Dataset entries:

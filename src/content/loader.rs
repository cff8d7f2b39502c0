//! Content loader - loads posts from the posts directory

use std::fs;
use std::io;
use std::path::{Path, PathBuf};
use walkdir::WalkDir;

use super::{newest_first, ContentError, FrontMatter, MarkdownRenderer, Post};
use crate::helpers::{parse_date_string, plain_excerpt};
use crate::Blog;

/// Suffix a file name must end with to be loaded as a post
pub const POST_EXTENSION: &str = ".md";

/// Loads posts from the posts directory
pub struct ContentLoader<'a> {
    blog: &'a Blog,
    renderer: MarkdownRenderer,
}

impl<'a> ContentLoader<'a> {
    /// Create a new content loader
    pub fn new(blog: &'a Blog) -> Self {
        let renderer = MarkdownRenderer::from_config(&blog.config.highlight);
        Self { blog, renderer }
    }

    /// Load every post, newest first.
    ///
    /// Never fails: an unreadable directory yields no posts and a bad file is
    /// skipped, both with a logged reason.
    pub fn load_posts(&self) -> Vec<Post> {
        let posts_dir = &self.blog.posts_dir;

        let sources = match list_sources(posts_dir) {
            Ok(sources) => sources,
            Err(e) => {
                tracing::error!("Error loading posts from {:?}: {}", posts_dir, e);
                return Vec::new();
            }
        };

        let mut posts = Vec::with_capacity(sources.len());
        for path in sources {
            match self.load_post(&path) {
                Ok(post) => posts.push(post),
                Err(e) => tracing::warn!("Skipping post: {}", e),
            }
        }

        // Stable: equal dates keep file name order
        posts.sort_by(newest_first);

        tracing::debug!("Loaded {} posts from {:?}", posts.len(), posts_dir);
        posts
    }

    /// Load a single post from a file
    pub fn load_post(&self, path: &Path) -> Result<Post, ContentError> {
        let slug = slug_for(path).ok_or_else(|| ContentError::EmptySlug(path.to_path_buf()))?;

        let text = fs::read_to_string(path).map_err(|source| ContentError::Read {
            path: path.to_path_buf(),
            source,
        })?;

        let (front_matter, body) =
            FrontMatter::parse(&text).map_err(|source| ContentError::FrontMatter {
                path: path.to_path_buf(),
                source,
            })?;

        let content = self
            .renderer
            .render(body)
            .map_err(|e| ContentError::Markdown {
                path: path.to_path_buf(),
                message: e.to_string(),
            })?;

        let excerpt = plain_excerpt(body, self.blog.config.excerpt_length);

        let date = front_matter.date.as_deref().and_then(parse_date_string);
        if date.is_none() {
            tracing::warn!(
                "Post {:?} has no valid date ({:?}); it will be listed last",
                path,
                front_matter.date
            );
        }

        Ok(Post {
            slug,
            source: path.to_path_buf(),
            front_matter,
            date,
            content,
            excerpt,
        })
    }
}

/// Direct children of `dir` whose names end with `.md`, in file name order.
///
/// Only a failure to read `dir` itself is an error; an entry that cannot be
/// inspected (a dangling symlink, say) is skipped.
fn list_sources(dir: &Path) -> io::Result<Vec<PathBuf>> {
    if !dir.is_dir() {
        return Err(io::Error::new(
            io::ErrorKind::NotFound,
            "directory does not exist",
        ));
    }

    let mut sources = Vec::new();

    for entry in WalkDir::new(dir)
        .min_depth(1)
        .max_depth(1)
        .follow_links(true)
        .sort_by_file_name()
    {
        let entry = match entry {
            Ok(entry) => entry,
            Err(e) if e.depth() == 0 => return Err(e.into()),
            Err(e) => {
                match e.path() {
                    Some(path) if is_post_name(path) => {
                        tracing::warn!("Skipping post {:?}: {}", path, e)
                    }
                    path => tracing::debug!("Ignoring unreadable entry {:?}: {}", path, e),
                }
                continue;
            }
        };

        let path = entry.path();
        if is_post_name(path) && path.is_file() {
            sources.push(path.to_path_buf());
        }
    }

    Ok(sources)
}

fn is_post_name(path: &Path) -> bool {
    path.file_name()
        .and_then(|name| name.to_str())
        .map(|name| name.ends_with(POST_EXTENSION))
        .unwrap_or(false)
}

/// File name without the `.md` suffix; None when nothing is left
fn slug_for(path: &Path) -> Option<String> {
    let name = path.file_name()?.to_str()?;
    let slug = name.strip_suffix(POST_EXTENSION)?;
    if slug.is_empty() {
        None
    } else {
        Some(slug.to_string())
    }
}
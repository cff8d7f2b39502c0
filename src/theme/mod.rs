//! Theme module - template engine, template loading and static assets

mod loader;
pub mod template;

pub use loader::ThemeLoader;
pub use template::{render, Context, Template, Value};
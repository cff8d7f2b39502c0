//! Build the static site, optionally watching for changes

use anyhow::Result;
use notify::RecursiveMode;
use notify_debouncer_mini::{new_debouncer, DebouncedEvent};
use std::path::Path;
use std::sync::mpsc::channel;
use std::time::Duration;

use crate::content::ContentLoader;
use crate::generator::{BuildSummary, Generator};
use crate::Blog;

/// Quiet period before a batch of file events triggers a rebuild
const DEBOUNCE: Duration = Duration::from_millis(300);

/// Run one full build
pub fn run(blog: &Blog) -> Result<BuildSummary> {
    let start = std::time::Instant::now();

    let posts = ContentLoader::new(blog).load_posts();
    tracing::info!("Loaded {} posts", posts.len());

    let summary = Generator::new(blog).generate(&posts)?;

    let duration = start.elapsed();
    tracing::info!("Generated in {:.2}s", duration.as_secs_f64());

    Ok(summary)
}

/// Run one build for watch mode: a failure is logged and watching goes on
pub fn run_reporting(blog: &Blog) -> Option<BuildSummary> {
    match run(blog) {
        Ok(summary) => Some(summary),
        Err(e) => {
            tracing::error!("Build failed: {:#}", e);
            None
        }
    }
}

/// Watch posts and templates and rebuild on change. Runs until the watcher
/// shuts down.
pub async fn watch(blog: &Blog) -> Result<()> {
    let blog = blog.clone();
    tokio::task::spawn_blocking(move || watch_blocking(&blog)).await?
}

fn watch_blocking(blog: &Blog) -> Result<()> {
    let (tx, rx) = channel();

    let mut debouncer = new_debouncer(DEBOUNCE, tx)?;

    for dir in [&blog.posts_dir, &blog.templates_dir] {
        if dir.exists() {
            debouncer.watcher().watch(dir, RecursiveMode::Recursive)?;
            tracing::debug!("Watching: {:?}", dir);
        } else {
            tracing::warn!("Not watching {:?}: directory does not exist", dir);
        }
    }

    tracing::info!("Watching for changes. Press Ctrl+C to stop.");

    loop {
        match rx.recv() {
            Ok(Ok(events)) => {
                let changed = relevant_paths(blog, &events);
                if changed.is_empty() {
                    continue;
                }

                for path in &changed {
                    tracing::info!("File changed: {}", path.display());
                }

                tracing::info!("Rebuilding...");
                run_reporting(blog);

                // Changes made while building are covered by this build
                let skipped = rx.try_iter().count();
                if skipped > 0 {
                    tracing::debug!("Discarded {} queued event batches", skipped);
                }
            }
            Ok(Err(e)) => {
                tracing::error!("Watch error: {:?}", e);
            }
            Err(e) => {
                tracing::error!("Channel error: {:?}", e);
                break;
            }
        }
    }

    Ok(())
}

fn relevant_paths<'e>(blog: &Blog, events: &'e [DebouncedEvent]) -> Vec<&'e Path> {
    events
        .iter()
        .map(|e| e.path.as_path())
        .filter(|path| is_watched_file(blog, path))
        .collect()
}

/// `.md` files under the posts directory and `.html` files under the
/// templates directory, ignoring dotfiles
fn is_watched_file(blog: &Blog, path: &Path) -> bool {
    let Some(name) = path.file_name().and_then(|n| n.to_str()) else {
        return false;
    };
    if name.starts_with('.') {
        return false;
    }

    (path.starts_with(&blog.posts_dir) && name.ends_with(".md"))
        || (path.starts_with(&blog.templates_dir) && name.ends_with(".html"))
}
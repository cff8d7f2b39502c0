//! Create a new post

use anyhow::{bail, Context, Result};
use std::fs;
use std::path::PathBuf;

use crate::content::FrontMatter;
use crate::Blog;

/// Write `<posts_dir>/<slug>.md` with front matter for `title`, dated today.
/// Refuses to overwrite an existing post.
pub fn run(blog: &Blog, title: &str, tags: &[String]) -> Result<PathBuf> {
    let slug = slug::slugify(title);
    if slug.is_empty() {
        bail!("Cannot derive a file name from title {:?}", title);
    }

    fs::create_dir_all(&blog.posts_dir)
        .with_context(|| format!("Failed to create dir {:?}", blog.posts_dir))?;

    let file_path = blog.posts_dir.join(format!("{}.md", slug));
    if file_path.exists() {
        bail!("File already exists: {:?}", file_path);
    }

    let today = chrono::Local::now().format("%Y-%m-%d").to_string();
    let content = scaffold(title, &today, tags)?;

    fs::write(&file_path, content).with_context(|| format!("Failed to write {:?}", file_path))?;
    tracing::info!("Created: {:?}", file_path);

    Ok(file_path)
}

fn scaffold(title: &str, date: &str, tags: &[String]) -> Result<String> {
    let front_matter = FrontMatter {
        title: Some(title.to_string()),
        date: Some(date.to_string()),
        tags: tags.to_vec(),
        ..Default::default()
    };
    let yaml = serde_yaml::to_string(&front_matter)?;
    Ok(format!("---\n{}---\n\n", yaml))
}
impl Value {
    /// Convert to string for output
    pub fn to_output_string(&self) -> String {
        match self {
            Value::Null => String::new(),
            Value::Bool(b) => b.to_string(),
            Value::Number(n) => {
                if n.fract() == 0.0 {
                    (*n as i64).to_string()
                } else {
                    n.to_string()
                }
            }
            Value::String(s) => s.clone(),
            Value::List(items) => items
                .iter()
                .map(|v| v.to_output_string())
                .collect::<Vec<_>>()
                .join(","),
        }
    }

    /// Check if the value is truthy. Lists are truthy even when empty.
    pub fn is_truthy(&self) -> bool {
        match self {
            Value::Null => false,
            Value::Bool(b) => *b,
            Value::Number(n) => *n != 0.0 && !n.is_nan(),
            Value::String(s) => !s.is_empty(),
            Value::List(_) => true,
        }
    }

    /// String form used for `{{key}}`: falsy values render empty
    fn to_substitution(&self) -> String {
        if self.is_truthy() {
            self.to_output_string()
        } else {
            String::new()
        }
    }
}

impl From<&str> for Value {
    fn from(s: &str) -> Self {
        Value::String(s.to_string())
    }
}

impl From<String> for Value {
    fn from(s: String) -> Self {
        Value::String(s)
    }
}

impl From<&String> for Value {
    fn from(s: &String) -> Self {
        Value::String(s.clone())
    }
}

impl From<bool> for Value {
    fn from(b: bool) -> Self {
        Value::Bool(b)
    }
}

impl From<f64> for Value {
    fn from(n: f64) -> Self {
        Value::Number(n)
    }
}

impl From<u32> for Value {
    fn from(n: u32) -> Self {
        Value::Number(n as f64)
    }
}

impl<T: Into<Value>> From<Option<T>> for Value {
    fn from(v: Option<T>) -> Self {
        v.map(Into::into).unwrap_or(Value::Null)
    }
}

impl<T: Into<Value>> From<Vec<T>> for Value {
    fn from(items: Vec<T>) -> Self {
        Value::List(items.into_iter().map(Into::into).collect())
    }
}

/// Named values a template is rendered against. Keeps insertion order.
#[derive(Debug, Clone, Default)]
pub struct Context {
    variables: IndexMap<String, Value>,
}

impl Context {
    pub fn new() -> Self {
        Self::default()
    }

    pub fn insert(&mut self, name: &str, value: impl Into<Value>) {
        self.variables.insert(name.to_string(), value.into());
    }

    /// Builder-style insert
    pub fn with(mut self, name: &str, value: impl Into<Value>) -> Self {
        self.insert(name, value);
        self
    }

    pub fn get(&self, name: &str) -> Option<&Value> {
        self.variables.get(name)
    }

    pub fn len(&self) -> usize {
        self.variables.len()
    }

    pub fn is_empty(&self) -> bool {
        self.variables.is_empty()
    }
}

// ============================================================================
// Evaluator - AST to output
// ============================================================================

struct Evaluator<'a> {
    context: &'a Context,
}

impl<'a> Evaluator<'a> {
    fn render(&self, nodes: &[Node], item: Option<&Value>, output: &mut String) {
        for node in nodes {
            match node {
                Node::Text(text) => output.push_str(text),
                Node::Variable(name) => match self.context.get(name) {
                    Some(value) => output.push_str(&value.to_substitution()),
                    None => {
                        output.push_str("{{");
                        output.push_str(name);
                        output.push_str("}}");
                    }
                },
                Node::Dot => match item {
                    Some(value) => output.push_str(&value.to_output_string()),
                    None => output.push_str("{{.}}"),
                },
                Node::Section { name, body } => {
                    if let Some(Value::List(items)) = self.context.get(name) {
                        for element in items {
                            self.render(body, Some(element), output);
                        }
                    }
                }
            }
        }
    }
}

// ============================================================================
// Public API
// ============================================================================

/// A parsed template, reusable across renders
#[derive(Debug, Clone)]
pub struct Template {
    nodes: Vec<Node>,
}

impl Template {
    /// Parse template source
    pub fn parse(source: &str) -> Self {
        let tokens = Lexer::new(source).tokenize();
        Self {
            nodes: Parser::parse(&tokens),
        }
    }

    pub fn nodes(&self) -> &[Node] {
        &self.nodes
    }

    /// Render against a context
    pub fn render(&self, context: &Context) -> String {
        let mut output = String::new();
        Evaluator { context }.render(&self.nodes, None, &mut output);
        output
    }
}

/// Parse and render in one step
pub fn render(source: &str, context: &Context) -> String {
    Template::parse(source).render(context)
}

What to work on:
Of the entries above, repeat exactly the lines from the line with "even when empty." through the line with "#[derive(Debug, Clone, Default)]", both of them included.

Exercise answer:
    /// Check if the value is truthy. Lists are truthy even when empty.
    pub fn is_truthy(&self) -> bool {
        match self {
            Value::Null => false,
            Value::Bool(b) => *b,
            Value::Number(n) => *n != 0.0 && !n.is_nan(),
            Value::String(s) => !s.is_empty(),
            Value::List(_) => true,
        }
    }

    /// String form used for `{{key}}`: falsy values render empty
    fn to_substitution(&self) -> String {
        if self.is_truthy() {
            self.to_output_string()
        } else {
            String::new()
        }
    }
}

impl From<&str> for Value {
    fn from(s: &str) -> Self {
        Value::String(s.to_string())
    }
}

impl From<String> for Value {
    fn from(s: String) -> Self {
        Value::String(s)
    }
}

impl From<&String> for Value {
    fn from(s: &String) -> Self {
        Value::String(s.clone())
    }
}

impl From<bool> for Value {
    fn from(b: bool) -> Self {
        Value::Bool(b)
    }
}

impl From<f64> for Value {
    fn from(n: f64) -> Self {
        Value::Number(n)
    }
}

impl From<u32> for Value {
    fn from(n: u32) -> Self {
        Value::Number(n as f64)
    }
}

impl<T: Into<Value>> From<Option<T>> for Value {
    fn from(v: Option<T>) -> Self {
        v.map(Into::into).unwrap_or(Value::Null)
    }
}

impl<T: Into<Value>> From<Vec<T>> for Value {
    fn from(items: Vec<T>) -> Self {
        Value::List(items.into_iter().map(Into::into).collect())
    }
}

/// Named values a template is rendered against. Keeps insertion order.
#[derive(Debug, Clone, Default)]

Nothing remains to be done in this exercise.